Python interface

Python is a dynamic language, which (unlike C++) is useful for prototyping and for gluing components together. The Flipsta library provide a Python module to allow both of these. The Python interface is simpler than the C++ interface and it hides a number of details, so even if you know C++, Python might be a good place to start.

It does use the concept of labels, which combine the tuple of symbols and weights that may be familiar from other libraries. Labels must be in a semiring.

To understand the interface, it is useful to keep in mind the two different kinds of automata available.

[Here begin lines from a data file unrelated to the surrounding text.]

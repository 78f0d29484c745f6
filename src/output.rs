//! Report rendering: text for humans, JSON for machines
//!
//! The JSON form is the stable wire format external CI/IDE layers consume;
//! it is a direct serialization of the batch reports, so nothing has to
//! re-run analysis to render a finding.

use std::fmt::Write as _;

use crate::batch::FileReport;
use crate::diagnostics::Severity;

/// Human-readable report, one line per finding plus a summary.
pub fn render_text(reports: &[FileReport]) -> String {
    let mut out = String::new();
    let mut total = 0usize;
    let mut critical = 0usize;

    for report in reports {
        for diagnostic in &report.result.diagnostics {
            total += 1;
            if diagnostic.severity == Severity::Critical {
                critical += 1;
            }
            let _ = writeln!(
                out,
                "{}:{}: [{}] {}: {}",
                report.path.display(),
                diagnostic.line,
                diagnostic.severity,
                diagnostic.guard,
                diagnostic.message
            );
            if let Some(fix) = &diagnostic.fix {
                let _ = writeln!(out, "    fix available: {}", fix.rationale);
            }
        }
    }

    let files = reports.len();
    if total == 0 {
        let _ = writeln!(out, "{files} file(s) analyzed, no findings");
    } else {
        let _ = writeln!(
            out,
            "{files} file(s) analyzed, {total} finding(s) ({critical} critical)"
        );
    }
    out
}

/// Machine-readable report.
pub fn render_json(reports: &[FileReport]) -> serde_json::Result<String> {
    serde_json::to_string_pretty(reports)
}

  • A flexible automaton class, Automaton, which can have labels that are Python objects. This is flexible but relatively slow — good for prototyping.
  • A range of automata with specific label types. These are predefined and compiled into the Python module, so algorithms are fast, but restricted to exactly those types. This is useful for computations that can be expressed as standard operations on automata. However, this part is not yet implemented.

To use the Python module, make sure the PYTHONPATH environment variable is set correctly, and in your Python code say:

import flipsta

All objects are in the flipsta namespace.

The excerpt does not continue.